Énergie

Albert Bressand : les Européens doivent regarder en face le paysage énergétique mondial

Ils  sont une douzaine de doctorants venus de divers pays de l’Union européenne, pour cette formation intensive sur les enjeux énergétiques  mondiaux. Les trois jours à l’INSA de Lyon ont été organisés par Béatrice Frezal, enseignante, spécialiste de l’intelligence économique et Christophe Menezo, enseignant chercheur  à l’INSA, titulaire de la chaire INSA-EDF sur l’efficacité énergétique dans le bâtiment.  Ces futurs chercheurs travaillent sur des sujet pointus, mais ils doivent comprendre les enjeux mondiaux de l’énergie. La formation fait partie de l’Ecole doctorale de KIC Inno Energy, pôle de l’EIT (Insitut Européen de Technologie) équivalent du MIT.

Or, dans l’énergie, le paysage planétaire change d’une manière spectaculaire. C’est ce qu’a expliqué ALBERT  BRESSAND, professeur aux Universités de GRONINGEN et COLUMBIA ( USA) , Conseiller spécial d’ANDRIS PIEBALGS, Commissaire européen au Développement.

Des énergies fossiles abondantes

ALBERT BRESSAND a insisté sur les ruptures technologiques qui  maintiendront les énergies fossiles en haut du tableau des ressources. Pour le pétrole, le gaz, le charbon les réserves exploitables sont énormes.  ” Il y a bien un peak oil, mais il correspondait à un moment des technologies“. Les technologies permettront d’aller chercher  de nouvelles ressources.

La question du climat entière

Ces perspectives ne règlent pas, loin de là, la question climatique. Certes, des technologies propres permettent d’utiliser le charbon en réduisant les émissions de CO2. Les Chinois travaillent dur sur le dossier. Des solutions sont envisageables pour utiliser le carbone. Jean Paul REICH, en charge du dossier pour le Groupe GDF Suez explique qu’il est possible de produire des hydrocarbures de synthèse, avec du carbone et de l’hydrogène produit à partir d’électricité d’origine renouvelable !

Mais c’est la demande qui pose aussi question. Or, la demande progressera. Inévitable. “ La population mondiale a augmenté, le nombre de pauvres aussi, mais la proportion de personnes en grande pauvreté à diminué, elle est passée de 40% à 18% et la Banque mondial a pour objectif de réduire cette proportion à 3% d’ici à 2030.” rappelle ALBERT BRESSAND.

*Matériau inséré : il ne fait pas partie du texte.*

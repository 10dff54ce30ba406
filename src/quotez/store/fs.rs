use super::{DataStore, Slot};
use crate::error::{QuotezError, Result};
use std::fs;
use std::path::{Path, PathBuf};
use uuid::Uuid;

const QUOTES_FILENAME: &str = "quotes.json";
const CATEGORY_FILENAME: &str = "category";
const LAST_VIEWED_FILENAME: &str = "last_viewed.json";
const SESSION_DIRNAME: &str = "quotez-session";

pub struct FileStore {
    data_dir: PathBuf,
    session_dir: PathBuf,
}

impl FileStore {
    /// Store rooted at `data_dir`, keeping session state under the OS runtime
    /// directory (or the temp directory when there is none).
    pub fn new(data_dir: PathBuf) -> Self {
        let session_root = directories::BaseDirs::new()
            .and_then(|dirs| dirs.runtime_dir().map(Path::to_path_buf))
            .unwrap_or_else(std::env::temp_dir);
        Self {
            data_dir,
            session_dir: session_root.join(SESSION_DIRNAME),
        }
    }

    pub fn with_session_dir(mut self, session_dir: PathBuf) -> Self {
        self.session_dir = session_dir;
        self
    }

    pub fn slot_path(&self, slot: Slot) -> PathBuf {
        match slot {
            Slot::Quotes => self.data_dir.join(QUOTES_FILENAME),
            Slot::SelectedCategory => self.data_dir.join(CATEGORY_FILENAME),
            Slot::LastViewed => self.session_dir.join(LAST_VIEWED_FILENAME),
        }
    }

    fn ensure_dir(&self, path: &Path) -> Result<()> {
        if !path.exists() {
            fs::create_dir_all(path).map_err(QuotezError::Io)?;
        }
        Ok(())
    }
}

impl DataStore for FileStore {
    fn read(&self, slot: Slot) -> Result<Option<String>> {
        let path = self.slot_path(slot);
        if !path.exists() {
            return Ok(None);
        }
        let content = fs::read_to_string(path).map_err(QuotezError::Io)?;
        Ok(Some(content))
    }

    fn write(&mut self, slot: Slot, value: &str) -> Result<()> {
        let target = self.slot_path(slot);
        let dir = target
            .parent()
            .ok_or_else(|| QuotezError::Store(format!("No parent for {}", target.display())))?;
        self.ensure_dir(dir)?;

        // Atomic write
        let tmp = dir.join(format!(".slot-{}.tmp", Uuid::new_v4()));
        fs::write(&tmp, value).map_err(QuotezError::Io)?;
        fs::rename(&tmp, &target).map_err(QuotezError::Io)?;

        tracing::debug!(path = %target.display(), bytes = value.len(), "slot written");
        Ok(())
    }

    fn clear(&mut self, slot: Slot) -> Result<()> {
        let path = self.slot_path(slot);
        if path.exists() {
            fs::remove_file(path).map_err(QuotezError::Io)?;
        }
        Ok(())
    }
}

#[cfg(test)]
mod tests {
    use super::*;
    use tempfile::TempDir;

    fn store_in(dir: &TempDir) -> FileStore {
        FileStore::new(dir.path().join("data")).with_session_dir(dir.path().join("session"))
    }

    #[test]
    fn missing_slot_reads_none() {
        let dir = TempDir::new().unwrap();
        let store = store_in(&dir);
        assert_eq!(store.read(Slot::Quotes).unwrap(), None);
    }

    #[test]
    fn write_creates_dirs_and_leaves_no_temp_files() {
        let dir = TempDir::new().unwrap();
        let mut store = store_in(&dir);

        store.write(Slot::Quotes, "[]").unwrap();
        store.write(Slot::Quotes, "[1]").unwrap();

        assert_eq!(store.read(Slot::Quotes).unwrap().as_deref(), Some("[1]"));
        let leftovers: Vec<_> = fs::read_dir(dir.path().join("data"))
            .unwrap()
            .filter_map(|e| e.ok())
            .filter(|e| e.file_name().to_string_lossy().ends_with(".tmp"))
            .collect();
        assert!(leftovers.is_empty());
    }

    #[test]
    fn last_viewed_lives_in_session_dir() {
        let dir = TempDir::new().unwrap();
        let mut store = store_in(&dir);

        store.write(Slot::LastViewed, "{}").unwrap();

        assert!(dir.path().join("session").join(LAST_VIEWED_FILENAME).exists());
        assert!(!dir.path().join("data").join(LAST_VIEWED_FILENAME).exists());
    }

    #[test]
    fn clear_removes_file_and_tolerates_missing() {
        let dir = TempDir::new().unwrap();
        let mut store = store_in(&dir);

        store.write(Slot::SelectedCategory, "Life").unwrap();
        store.clear(Slot::SelectedCategory).unwrap();
        store.clear(Slot::SelectedCategory).unwrap();

        assert_eq!(store.read(Slot::SelectedCategory).unwrap(), None);
    }
}
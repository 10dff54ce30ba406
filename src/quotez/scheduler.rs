//! Periodic background sync.
//!
//! [`SyncScheduler`] runs one sync cycle per tick of a fixed interval. Manual
//! syncs go through the same `Arc<Mutex<QuoteApi>>`, so a periodic cycle and a
//! manual one never interleave their read-modify-write of the collection.
//!
//! Tests drive cycles with [`SyncScheduler::tick`] instead of waiting on the
//! clock; [`SchedulerHandle::cancel`] stops a spawned loop.

use crate::api::{CmdResult, QuoteApi};
use crate::error::{QuotezError, Result};
use crate::remote::RemoteSource;
use crate::store::DataStore;
use std::sync::Arc;
use std::time::Duration;
use tokio::sync::{watch, Mutex};
use tokio::task::JoinHandle;
use tokio::time::{interval, MissedTickBehavior};
use tracing::{debug, info};

pub struct SyncScheduler<S: DataStore + Send + 'static> {
    api: Arc<Mutex<QuoteApi<S>>>,
    remote: Arc<dyn RemoteSource>,
    every: Duration,
}

impl<S: DataStore + Send + 'static> Clone for SyncScheduler<S> {
    fn clone(&self) -> Self {
        Self {
            api: Arc::clone(&self.api),
            remote: Arc::clone(&self.remote),
            every: self.every,
        }
    }
}

impl<S: DataStore + Send + 'static> SyncScheduler<S> {
    pub fn new(api: Arc<Mutex<QuoteApi<S>>>, remote: Arc<dyn RemoteSource>, every: Duration) -> Self {
        Self { api, remote, every }
    }

    pub fn api(&self) -> &Arc<Mutex<QuoteApi<S>>> {
        &self.api
    }

    /// Run a single sync cycle now.
    pub async fn tick(&self) -> Result<CmdResult> {
        let mut api = self.api.lock().await;
        api.sync(self.remote.as_ref()).await
    }

    /// Start the periodic loop. The first cycle runs immediately.
    /// `on_cycle` receives the outcome of every cycle.
    pub fn spawn<F>(self, mut on_cycle: F) -> SchedulerHandle
    where
        F: FnMut(Result<CmdResult>) + Send + 'static,
    {
        let (cancel_tx, mut cancel_rx) = watch::channel(false);

        let task = tokio::spawn(async move {
            info!(every_secs = self.every.as_secs_f64(), "sync scheduler started");

            let mut ticker = interval(self.every);
            ticker.set_missed_tick_behavior(MissedTickBehavior::Delay);

            // Cancellation is checked first at both await points. A cycle
            // dropped mid-fetch has not touched the collection yet.
            loop {
                tokio::select! {
                    biased;
                    _ = cancel_rx.changed() => break,
                    _ = ticker.tick() => {}
                }

                debug!("scheduled sync tick");
                tokio::select! {
                    biased;
                    _ = cancel_rx.changed() => {
                        debug!("sync cycle abandoned");
                        break;
                    }
                    outcome = self.tick() => on_cycle(outcome),
                }
            }

            info!("sync scheduler stopped");
        });

        SchedulerHandle {
            cancel: cancel_tx,
            task,
        }
    }
}

pub struct SchedulerHandle {
    cancel: watch::Sender<bool>,
    task: JoinHandle<()>,
}

impl SchedulerHandle {
    /// Ask the loop to stop. A cycle still waiting on the remote is dropped.
    pub fn cancel(&self) {
        let _ = self.cancel.send(true);
    }

    /// Cancel and wait for the loop to exit.
    pub async fn shutdown(self) -> Result<()> {
        self.cancel();
        self.task
            .await
            .map_err(|e| QuotezError::Store(format!("sync task failed: {}", e)))
    }
}
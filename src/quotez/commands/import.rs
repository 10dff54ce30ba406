use crate::commands::{CmdMessage, CmdResult};
use crate::error::{QuotezError, Result};
use crate::store::{DataStore, QuoteStore};
use serde_json::Value;
use std::fs;
use std::path::Path;

pub fn run<S: DataStore>(store: &mut QuoteStore<S>, path: &Path) -> Result<CmdResult> {
    if !path.is_file() {
        let mut res = CmdResult::default();
        res.add_message(CmdMessage::error(format!(
            "File not found: {}",
            path.display()
        )));
        return Ok(res);
    }

    let content = fs::read_to_string(path).map_err(QuotezError::Io)?;
    let mut result = import_str(store, &content)?;
    if !result.has_errors() {
        result.add_message(CmdMessage::info(format!("Imported from {}", path.display())));
    }
    Ok(result)
}

/// Import a JSON document holding an array of quote objects.
///
/// Invalid JSON and non-array documents are rejected as a whole; inside an
/// array, entries that are not quotes are skipped.
pub fn import_str<S: DataStore>(store: &mut QuoteStore<S>, content: &str) -> Result<CmdResult> {
    let mut result = CmdResult::default();

    let items = match parse_batch(content) {
        Ok(items) => items,
        Err(e) => {
            result.add_message(CmdMessage::error(e.to_string()));
            return Ok(result);
        }
    };

    let accepted = store.import_batch(&items)?;
    result.imported = accepted;

    if accepted == 0 {
        result.add_message(CmdMessage::warning(
            "No valid quote objects found in the imported file.",
        ));
        return Ok(result);
    }

    let skipped = items.len() - accepted;
    if skipped > 0 {
        result.add_message(CmdMessage::warning(format!(
            "Skipped {} invalid entr{}",
            skipped,
            if skipped == 1 { "y" } else { "ies" }
        )));
    }
    result.add_message(CmdMessage::success(format!(
        "Successfully imported {} quotes.",
        accepted
    )));
    Ok(result)
}

fn parse_batch(content: &str) -> Result<Vec<Value>> {
    match serde_json::from_str::<Value>(content)? {
        Value::Array(items) => Ok(items),
        _ => Err(QuotezError::Import(
            "Imported JSON must be an array of quote objects.".to_string(),
        )),
    }
}
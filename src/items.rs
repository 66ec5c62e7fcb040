//! Items

use rusty_money::{Money, iso::Currency};

/// One line of a shopping list.
///
/// `price_per_unit` and `vendor` record where the product was picked when the line was
/// added to the list. The optimizer only reads `product_name` and `quantity`; both
/// strategies price lines from the catalog.
#[derive(Clone, Debug, PartialEq)]
pub struct RequestedItem<'a> {
    product_id: String,
    product_name: String,
    quantity: u32,
    price_per_unit: Money<'a, Currency>,
    vendor: String,
}

impl<'a> RequestedItem<'a> {
    /// Creates a new shopping list line.
    pub fn new(
        product_id: impl Into<String>,
        product_name: impl Into<String>,
        quantity: u32,
        price_per_unit: Money<'a, Currency>,
        vendor: impl Into<String>,
    ) -> Self {
        Self {
            product_id: product_id.into(),
            product_name: product_name.into(),
            quantity,
            price_per_unit,
            vendor: vendor.into(),
        }
    }

    /// Returns the catalog identifier of the product picked for this line
    pub fn product_id(&self) -> &str {
        &self.product_id
    }

    /// Returns the requested product name
    pub fn product_name(&self) -> &str {
        &self.product_name
    }

    /// Returns the requested quantity
    pub fn quantity(&self) -> u32 {
        self.quantity
    }

    /// Returns the unit price recorded when the line was added
    pub fn price_per_unit(&self) -> &Money<'a, Currency> {
        &self.price_per_unit
    }

    /// Returns the vendor recorded when the line was added
    pub fn vendor(&self) -> &str {
        &self.vendor
    }
}
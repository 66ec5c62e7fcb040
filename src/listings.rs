//! Listings

use jiff::Timestamp;
use rusty_money::{Money, iso::Currency};

/// One vendor's priced offering of a named product.
#[derive(Clone, Debug, PartialEq)]
pub struct Listing<'a> {
    id: String,
    name: String,
    price: Money<'a, Currency>,
    vendor: String,
    date_added: Timestamp,
}

impl<'a> Listing<'a> {
    /// Creates a new listing.
    pub fn new(
        id: impl Into<String>,
        name: impl Into<String>,
        price: Money<'a, Currency>,
        vendor: impl Into<String>,
        date_added: Timestamp,
    ) -> Self {
        Self {
            id: id.into(),
            name: name.into(),
            price,
            vendor: vendor.into(),
            date_added,
        }
    }

    /// Returns the catalog identifier of the listing
    pub fn id(&self) -> &str {
        &self.id
    }

    /// Returns the product name
    pub fn name(&self) -> &str {
        &self.name
    }

    /// Returns the unit price
    pub fn price(&self) -> &Money<'a, Currency> {
        &self.price
    }

    /// Returns the name of the vendor offering this listing
    pub fn vendor(&self) -> &str {
        &self.vendor
    }

    /// Returns when the listing was added to the catalog
    pub fn date_added(&self) -> Timestamp {
        self.date_added
    }
}

/// Returns the cheapest listing, the first one encountered on equal prices.
pub fn cheapest_listing<'l, 'a: 'l>(
    listings: impl IntoIterator<Item = &'l Listing<'a>>,
) -> Option<&'l Listing<'a>> {
    listings
        .into_iter()
        .min_by_key(|listing| *listing.price().amount())
}
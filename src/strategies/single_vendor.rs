//! Single-Vendor Strategy
//!
//! Buys the whole list from one vendor. A vendor is only a candidate if it carries every
//! available line; vendors missing even one line are dropped rather than partially
//! credited.

use rusty_money::iso::Currency;
use tracing::debug;

use crate::{
    bundles::{OptimizedLine, VendorBundle},
    index::CatalogIndex,
    items::RequestedItem,
    listings::cheapest_listing,
    pricing::PricingError,
};

/// Every vendor able to supply all available lines, in vendor enumeration order.
///
/// Each line is priced at the vendor's cheapest listing for it. Returns no options when
/// there are no available lines.
///
/// # Errors
///
/// Returns a [`PricingError`] if a line or bundle total cannot be calculated.
pub fn single_vendor_options<'a>(
    available: &[&RequestedItem<'a>],
    index: &CatalogIndex<'_, 'a>,
    currency: &'a Currency,
) -> Result<Vec<VendorBundle<'a>>, PricingError> {
    if available.is_empty() {
        return Ok(Vec::new());
    }

    let mut options = Vec::new();

    for vendor in index.vendors() {
        if let Some(bundle) = vendor_bundle(vendor, available, index, currency)? {
            options.push(bundle);
        }
    }

    Ok(options)
}

/// The cheapest vendor able to supply all available lines, if any.
///
/// On equal totals the vendor enumerated first wins.
///
/// # Errors
///
/// Returns a [`PricingError`] if a line or bundle total cannot be calculated.
pub fn best_single_vendor<'a>(
    available: &[&RequestedItem<'a>],
    index: &CatalogIndex<'_, 'a>,
    currency: &'a Currency,
) -> Result<Option<VendorBundle<'a>>, PricingError> {
    let best = single_vendor_options(available, index, currency)?
        .into_iter()
        .reduce(|best, current| {
            if current.total_cost().amount() < best.total_cost().amount() {
                current
            } else {
                best
            }
        });

    if let Some(bundle) = &best {
        debug!(
            vendor = bundle.vendor_name(),
            total = %bundle.total_cost(),
            "selected single vendor"
        );
    } else {
        debug!("no single vendor carries every available item");
    }

    Ok(best)
}

fn vendor_bundle<'a>(
    vendor: &str,
    available: &[&RequestedItem<'a>],
    index: &CatalogIndex<'_, 'a>,
    currency: &'a Currency,
) -> Result<Option<VendorBundle<'a>>, PricingError> {
    let mut lines = Vec::with_capacity(available.len());

    for &item in available {
        let vendor_listings = index
            .listings_for(item.product_name())
            .iter()
            .copied()
            .filter(|listing| listing.vendor() == vendor);

        let Some(listing) = cheapest_listing(vendor_listings) else {
            debug!(vendor, missing = item.product_name(), "vendor cannot supply list");

            return Ok(None);
        };

        lines.push(OptimizedLine::new(item, listing)?);
    }

    VendorBundle::new(vendor, lines, currency).map(Some)
}
//! Shopping List Optimiser Example
//!
//! Compares buying a whole shopping list from one vendor against splitting it across
//! vendors.
//!
//! Use `-f` to load a fixture set by name
//! Use `-m` to override product name matching (`exact` or `case-insensitive`)
//! Use `-l` to set the log filter when `RUST_LOG` is unset

use std::{io, io::Write, time::Instant};

use anyhow::Result;
use clap::Parser;
use humanize_duration::{Truncate, prelude::DurationExt};
use tracing_subscriber::EnvFilter;

use cartwise::{
    config::OptimizerConfig, fixtures::Fixture, optimizer::Optimizer, report::Report,
    utils::ExampleArgs,
};

/// Shopping List Optimiser Example
pub fn main() -> Result<()> {
    let args = ExampleArgs::parse();

    tracing_subscriber::fmt()
        .compact()
        .with_env_filter(
            EnvFilter::try_from_default_env().unwrap_or_else(|_| EnvFilter::new(&args.log_level)),
        )
        .init();

    let fixture = Fixture::from_set(&args.fixture)?;
    let catalog = fixture.catalog()?;

    let optimizer = Optimizer::new(OptimizerConfig {
        name_matching: args.name_matching(fixture.config().name_matching),
    });

    let start = Instant::now();

    let result = optimizer.optimize(fixture.shopping_list(), &catalog)?;

    let elapsed = start.elapsed();

    let stdout = io::stdout();
    let mut handle = stdout.lock();

    Report::new(&result).write_to(&mut handle)?;

    writeln!(
        handle,
        " {} ({}s)",
        elapsed.human(Truncate::Nano),
        elapsed.as_secs_f32()
    )?;

    Ok(())
}
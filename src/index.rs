//! Catalog Index
//!
//! Groups catalog listings by product name. Groups keep the order in which their first
//! listing was seen, and listings inside a group keep catalog order, so every "first
//! minimum wins" tie-break downstream follows the catalog.

use rustc_hash::{FxHashMap, FxHashSet};
use smallvec::SmallVec;

use crate::{config::NameMatching, listings::Listing};

/// Listings sharing a product name, in catalog order.
type ListingGroup<'c, 'a> = SmallVec<[&'c Listing<'a>; 4]>;

/// Mapping from product name to the listings for that name.
#[derive(Debug)]
pub struct CatalogIndex<'c, 'a> {
    groups: Vec<ListingGroup<'c, 'a>>,
    positions: FxHashMap<String, usize>,
    matching: NameMatching,
}

impl<'c, 'a> CatalogIndex<'c, 'a> {
    /// Build the index in a single pass over the listings.
    ///
    /// Listings with the same name and vendor are all retained.
    pub fn build(
        listings: impl IntoIterator<Item = &'c Listing<'a>>,
        matching: NameMatching,
    ) -> Self {
        let mut groups: Vec<ListingGroup<'c, 'a>> = Vec::new();
        let mut positions: FxHashMap<String, usize> = FxHashMap::default();

        for listing in listings {
            let key = matching.key(listing.name());

            let position = if let Some(&position) = positions.get(&*key) {
                position
            } else {
                let position = groups.len();

                positions.insert(key.into_owned(), position);
                groups.push(SmallVec::new());

                position
            };

            if let Some(group) = groups.get_mut(position) {
                group.push(listing);
            }
        }

        Self {
            groups,
            positions,
            matching,
        }
    }

    /// Listings for a product name, in catalog order. Empty if the name is unknown.
    pub fn listings_for(&self, name: &str) -> &[&'c Listing<'a>] {
        self.positions
            .get(&*self.matching.key(name))
            .and_then(|&position| self.groups.get(position))
            .map(SmallVec::as_slice)
            .unwrap_or_default()
    }

    /// Whether at least one listing exists for the product name.
    pub fn contains(&self, name: &str) -> bool {
        !self.listings_for(name).is_empty()
    }

    /// Every distinct vendor, in the order first seen walking groups then listings.
    pub fn vendors(&self) -> Vec<&'c str> {
        let mut seen = FxHashSet::default();

        self.groups
            .iter()
            .flatten()
            .map(|&listing| listing.vendor())
            .filter(|vendor| seen.insert(*vendor))
            .collect()
    }

    /// Number of distinct product names.
    pub fn len(&self) -> usize {
        self.groups.len()
    }

    /// Whether the index has no products.
    pub fn is_empty(&self) -> bool {
        self.groups.is_empty()
    }
}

Un pic de la demande , constaté dans certains pays développés, peut être espéré au niveau mondial mais pas avant très longtemps. En attendant,  l’Europe devra compter avec d’autres régions du monde calées sur d’autres références. Les Etats-Unis mettent en avant leur mode de vie et leur compétitivité. La Chine, l’Inde, et d’autres émergents, avancent le droit de leurs peuples à accéder à plus d’énergie. Le Japon, lui, est prêt à acheter l’énergie au prix fort.

L’Europe ne pourra pas imposer ses points de vue

L’Europe qui pèse de moins en moins sur le plan démographique et économique n’imposera pas ses vues .  ” L’Europe est kantienne, explique Albert BRESSAND, elle a une vision du monde idéale et morale. Il faut davantage de réalisme, un peu de machiavelisme dans l’approche des questions énergétiques.

Pour ne pas être distancée, l’Europe devra avoir,  enfin, une vraie politique énergétique continentale. C’est aussi le point de vue de François Xavier Testard Vaillant, en charge de la représentation d’EDF R et D auprès de l’Europe. C’est le point de vue des groupes énergéticiens, c’est aussi une évidence, même si l’énergie est appelée à être décentralisée. 

La stratégie européenne ne devra pas être limitée aux marchés, mais devrait inclure les options technologiques. L’Europe ne peut continuer à soutenir par des subventions payées par le consommateur, ce qui doit relever de la recherche.

Pour Albert BRESSAND , après des années de recherche et développement tous azimuts , l’Europe doit choisir des technologies matures capables de fonctionner sur le marché en tenant compte des urgences climatiques. L’Europe peut apporter au monde pas des intentions, mais des solutions. De quoi inspirer les futurs chercheurs.